Samson Holding Ltd. (“Samson” or the “Company”) first entered the high-end luxury home furnishing market in 2017 with the acquisition of Baker Interiors Group, LTD. (formerly known as Kohler Interiors Group, LTD.) . The subsequent purchase of Southern Furniture in 2019 further strengthened Samson’s already impressive portfolio, enabling the expansion of customized upholstery business through the Universal Furniture brand. These strategic moves have fuelled the steady growth of Samson’s mid to high-end brands in the United States. In addition, the introduction of a leading edge data-driven management system has resulted in more optimal production processes and cost allocation.

The worldwide COVID-19 pandemic forced a suspension of global economic activities, resulting in a challenging 2020 for both Samson and the entire furniture industry. While the industry continues to face supply chain disruptions due to the extended lockdown, Samson has been responding to adversities through flexible strategic adjustments. Although sales reduced significantly in the first half of 2020, the diversification of sales channels and the recovery of the U.S. housing market have put Samson back on track. On the demand side, the Federal Reserve (“FED”) lowered the interest rate to zero in March 2020 in support of household and business cash flow. The lower mortgage rates have led to a more encouraging and stable housing market, which in turn has powered a healthy upward trend of order volume for the F&HF industry. On the supply side, in order to meet the rising demand and mitigate the risk of supply disruption, Samson is partnering with several shipping service providers to ensure container availability while also expanding workforce recruitment to handle the additional volume. Samson expects to construct another upholstery factory in Vietnam in the second half of 2021 and add three production lines in the U.S.. We expect these timely measures will alleviate any shipment constraints in the second half of 2021.

The COVID-19 pandemic has also accelerated the growth of e-commerce. While High Point Market is postponed in 2021, the Group switched to a more active selling strategy and captured additional sales opportunities through dedicated virtual tours and e-selling events.
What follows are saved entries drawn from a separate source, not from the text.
use super::*;

use std::cell::RefCell;
use std::rc::Rc;
use std::sync::Arc;

use fingerpick_core::{DefaultScheduler, Runtime};

use crate::config::{IDLE_RING_COLOR, WINNER_RING_COLOR};

fn frame(runtime: &Runtime, millis: u64) {
    runtime.handle().drain_frame_callbacks(millis * 1_000_000);
}

#[test]
fn new_pulse_rests_at_idle_style() {
    let pulse = PulseAnimator::new(&PickerConfig::default());
    assert_eq!(pulse.stroke_width(), 20.0);
    assert_eq!(pulse.color(), IDLE_RING_COLOR);
    assert!(!pulse.is_running());
}

#[test]
fn apply_progress_maps_onto_stroke_range() {
    let mut pulse = PulseAnimator::new(&PickerConfig::default());
    pulse.apply_progress(0.0);
    assert_eq!(pulse.stroke_width(), 20.0);
    assert_eq!(pulse.color(), WINNER_RING_COLOR);

    pulse.apply_progress(0.5);
    assert!((pulse.stroke_width() - 35.0).abs() < 1e-4);

    pulse.apply_progress(1.0);
    assert!((pulse.stroke_width() - 50.0).abs() < 1e-4);
}

#[test]
fn progress_restarts_every_cycle() {
    let runtime = Runtime::new(Arc::new(DefaultScheduler));
    let seen = Rc::new(RefCell::new(Vec::new()));
    let mut pulse = PulseAnimator::new(&PickerConfig::default());
    {
        let seen = Rc::clone(&seen);
        pulse.start(runtime.frame_clock(), move |progress| {
            seen.borrow_mut().push(progress)
        });
    }
    assert!(pulse.is_running());

    for millis in [0, 250, 500, 1000, 1250] {
        frame(&runtime, millis);
    }

    let seen = seen.borrow();
    let expected = [0.0, 0.25, 0.5, 0.0, 0.25];
    assert_eq!(seen.len(), expected.len());
    for (actual, expected) in seen.iter().zip(expected) {
        assert!((actual - expected).abs() < 1e-4, "{actual} != {expected}");
    }
}

#[test]
fn second_start_is_ignored() {
    let runtime = Runtime::new(Arc::new(DefaultScheduler));
    let calls = Rc::new(RefCell::new(0));
    let mut pulse = PulseAnimator::new(&PickerConfig::default());
    for _ in 0..2 {
        let calls = Rc::clone(&calls);
        pulse.start(runtime.frame_clock(), move |_| *calls.borrow_mut() += 1);
    }

    frame(&runtime, 0);
    assert_eq!(*calls.borrow(), 1);
}

#[test]
fn cancel_stops_frames_and_restores_idle_style() {
    let runtime = Runtime::new(Arc::new(DefaultScheduler));
    let calls = Rc::new(RefCell::new(0));
    let mut pulse = PulseAnimator::new(&PickerConfig::default());
    {
        let calls = Rc::clone(&calls);
        pulse.start(runtime.frame_clock(), move |_| *calls.borrow_mut() += 1);
    }
    frame(&runtime, 0);
    pulse.apply_progress(0.8);

    pulse.cancel();
    assert!(!pulse.is_running());
    assert_eq!(pulse.stroke_width(), 20.0);
    assert_eq!(pulse.color(), IDLE_RING_COLOR);
    assert!(!runtime.handle().has_frame_callbacks());

    frame(&runtime, 16);
    assert_eq!(*calls.borrow(), 1);
}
The current order pipeline indicates that customers are receptive to the new sales model, allowing the Group to reduce reliance on offline sales and reach a wider customer base year around. Samson has also entered into partnership with, taking advantage of its home delivery, product buyout, and cross-season sales offerings. Looking ahead to post-pandemic era, Samson will continue to develop its non-traditional capabilities and to grow its online presence.

Samson is no longer impacted by the tariff due to political tension and trade war between China and the U.S., mainly thanks to its swift measures of sourcing its U.S.-bound products from partners in Vietnam as well as its own facilities in Vietnam and Bangladesh. The acquisition of the Vietnamese facility, Timber Industries Co., Ltd., has been fully completed in 2020 with a dedicated production line for Universal Furniture, two lines for OEM customers, and one new upholstery production line with production capacity of 700 containers per month. The investment in Bangladesh has also blossomed, and the expanded production of dining tables and chairs in Bangladesh remains on track. Since 2020, Samson has successfully transferred from a Chinacentric manufacturing process to a globally diverse footprint and is better equipped to manage
future uncertainties in the global market.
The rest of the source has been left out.